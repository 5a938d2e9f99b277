use shared::{
    domain::{InputEvent, InputOrigin},
    protocol::GateInput,
};
use thiserror::Error;

#[derive(Debug, Clone, PartialEq, Eq)]
pub enum ShellCommand {
    Inputs(Vec<GateInput>),
    Status,
    Help,
    Quit,
}

#[derive(Debug, Error, PartialEq, Eq)]
pub enum ParseError {
    #[error("'{0}' needs a word to submit")]
    MissingGuess(&'static str),
    #[error("unknown command '{0}' (try 'help')")]
    Unknown(String),
}

pub const HELP: &str = "\
keys:    up down left right a b   (several per line)
stage 2: tap | click
stage 3: guess <word> | paste <word> | drop <word>
other:   reset | status | help | quit";

/// Decodes one raw stdin line without its line ending.
pub fn decode_line(mut raw: Vec<u8>) -> Result<String, std::string::FromUtf8Error> {
    if raw.last() == Some(&b'\r') {
        raw.pop();
    }
    String::from_utf8(raw)
}

/// Parses one input line. Blank lines parse to no inputs.
pub fn parse_line(line: &str) -> Result<ShellCommand, ParseError> {
    let line = line.trim();
    let (head, rest) = match line.split_once(char::is_whitespace) {
        Some((head, rest)) => (head, rest.trim()),
        None => (line, ""),
    };

    match head.to_ascii_lowercase().as_str() {
        "" => Ok(ShellCommand::Inputs(Vec::new())),
        "tap" | "click" => Ok(ShellCommand::Inputs(vec![GateInput::ChallengeAction])),
        "guess" => submission("guess", rest, InputOrigin::Typed),
        "paste" => submission("paste", rest, InputOrigin::Pasted),
        "drop" => submission("drop", rest, InputOrigin::Dropped),
        "reset" => Ok(ShellCommand::Inputs(vec![GateInput::Reset])),
        "status" => Ok(ShellCommand::Status),
        "help" | "?" => Ok(ShellCommand::Help),
        "quit" | "exit" => Ok(ShellCommand::Quit),
        _ => parse_keys(line),
    }
}

fn submission(
    command: &'static str,
    rest: &str,
    origin: InputOrigin,
) -> Result<ShellCommand, ParseError> {
    // An empty paste or drop still goes to the gate, which refuses it.
    if rest.is_empty() && origin == InputOrigin::Typed {
        return Err(ParseError::MissingGuess(command));
    }
    Ok(ShellCommand::Inputs(vec![GateInput::SubmitPassphrase {
        guess: rest.to_string(),
        origin,
    }]))
}

fn parse_keys(line: &str) -> Result<ShellCommand, ParseError> {
    line.split_whitespace()
        .map(|word| match InputEvent::from_key_name(word) {
            InputEvent::Other => Err(ParseError::Unknown(word.to_string())),
            event => Ok(GateInput::Key { event }),
        })
        .collect::<Result<Vec<_>, _>>()
        .map(ShellCommand::Inputs)
}

#[cfg(test)]
#[path = "tests/commands_tests.rs"]
mod tests;
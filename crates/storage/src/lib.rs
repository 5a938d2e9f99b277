use anyhow::{Context, Result};
use chrono::{DateTime, Utc};
use sqlx::{
    sqlite::{SqliteConnectOptions, SqlitePoolOptions},
    Pool, Row, Sqlite,
};
use std::{
    fs,
    path::{Path, PathBuf},
    str::FromStr,
};
use tracing::debug;

#[derive(Clone)]
pub struct Storage {
    pool: Pool<Sqlite>,
}

#[derive(Debug, Clone, PartialEq, Eq)]
pub struct StoredFlag {
    pub name: String,
    pub set_at: DateTime<Utc>,
}

impl Storage {
    pub async fn new(database_url: &str) -> Result<Self> {
        ensure_sqlite_parent_dir_exists(database_url)?;

        let connect_options = SqliteConnectOptions::from_str(database_url)
            .with_context(|| format!("invalid sqlite url '{database_url}'"))?
            .create_if_missing(true);
        let pool = SqlitePoolOptions::new()
            .max_connections(max_connections_for(database_url))
            .connect_with(connect_options)
            .await
            .with_context(|| format!("failed to open sqlite database '{database_url}'"))?;
        sqlx::migrate!("./migrations")
            .run(&pool)
            .await
            .context("failed to run flag store migrations")?;
        Ok(Self { pool })
    }

    pub fn pool(&self) -> &Pool<Sqlite> {
        &self.pool
    }

    pub async fn health_check(&self) -> Result<()> {
        let _: i64 = sqlx::query_scalar("SELECT 1")
            .fetch_one(&self.pool)
            .await
            .context("sqlite ping failed")?;
        Ok(())
    }

    pub async fn load_flag(&self, name: &str) -> Result<Option<StoredFlag>> {
        let row = sqlx::query("SELECT name, set_at FROM flags WHERE name = ?")
            .bind(name)
            .fetch_optional(&self.pool)
            .await
            .with_context(|| format!("failed to load flag '{name}'"))?;

        row.map(|row| -> Result<StoredFlag> {
            Ok(StoredFlag {
                name: row.try_get("name")?,
                set_at: row.try_get("set_at")?,
            })
        })
        .transpose()
    }

    /// Sets the flag. Setting an already-set flag keeps the first timestamp
    /// and returns `false`.
    pub async fn set_flag(&self, name: &str) -> Result<bool> {
        let result = sqlx::query("INSERT OR IGNORE INTO flags (name, set_at) VALUES (?, ?)")
            .bind(name)
            .bind(Utc::now())
            .execute(&self.pool)
            .await
            .with_context(|| format!("failed to set flag '{name}'"))?;
        let inserted = result.rows_affected() > 0;
        debug!(flag = name, inserted, "stored flag");
        Ok(inserted)
    }

    pub async fn clear_flag(&self, name: &str) -> Result<bool> {
        let result = sqlx::query("DELETE FROM flags WHERE name = ?")
            .bind(name)
            .execute(&self.pool)
            .await
            .with_context(|| format!("failed to clear flag '{name}'"))?;
        Ok(result.rows_affected() > 0)
    }
}

fn max_connections_for(database_url: &str) -> u32 {
    if database_url.contains(":memory:") {
        1
    } else {
        5
    }
}

/// Turns a plain file path or a single-colon `sqlite:` URL into a
/// `sqlite://` URL. Blank input yields `None`.
pub fn normalize_database_url(raw: &str) -> Option<String> {
    let raw = raw.trim();
    if raw.is_empty() {
        return None;
    }
    if raw.starts_with("sqlite::memory:") || raw.contains("://") {
        return Some(raw.to_string());
    }
    let path = raw.strip_prefix("sqlite:").unwrap_or(raw);
    Some(format!("sqlite://{}", path.replace('\\', "/")))
}

fn ensure_sqlite_parent_dir_exists(database_url: &str) -> Result<()> {
    let Some(parent) = sqlite_path(database_url)
        .as_deref()
        .and_then(Path::parent)
        .filter(|parent| !parent.as_os_str().is_empty())
        .map(Path::to_path_buf)
    else {
        return Ok(());
    };

    fs::create_dir_all(&parent).with_context(|| {
        format!(
            "failed to create '{}' for sqlite database '{database_url}'",
            parent.display()
        )
    })
}

fn sqlite_path(database_url: &str) -> Option<PathBuf> {
    if database_url.contains(":memory:") {
        return None;
    }
    let rest = database_url
        .strip_prefix("sqlite://")
        .or_else(|| database_url.strip_prefix("sqlite:"))?;
    let path = rest.split('?').next().unwrap_or_default();
    (!path.is_empty()).then(|| PathBuf::from(path))
}

#[cfg(test)]
#[path = "tests/lib_tests.rs"]
mod tests;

* **Task brief**
Where a line in the entries holds "word", copy that line.

* **Result of the task**
    #[error("'{0}' needs a word to submit")]
stage 3: guess <word> | paste <word> | drop <word>
        .map(|word| match InputEvent::from_key_name(word) {
            InputEvent::Other => Err(ParseError::Unknown(word.to_string())),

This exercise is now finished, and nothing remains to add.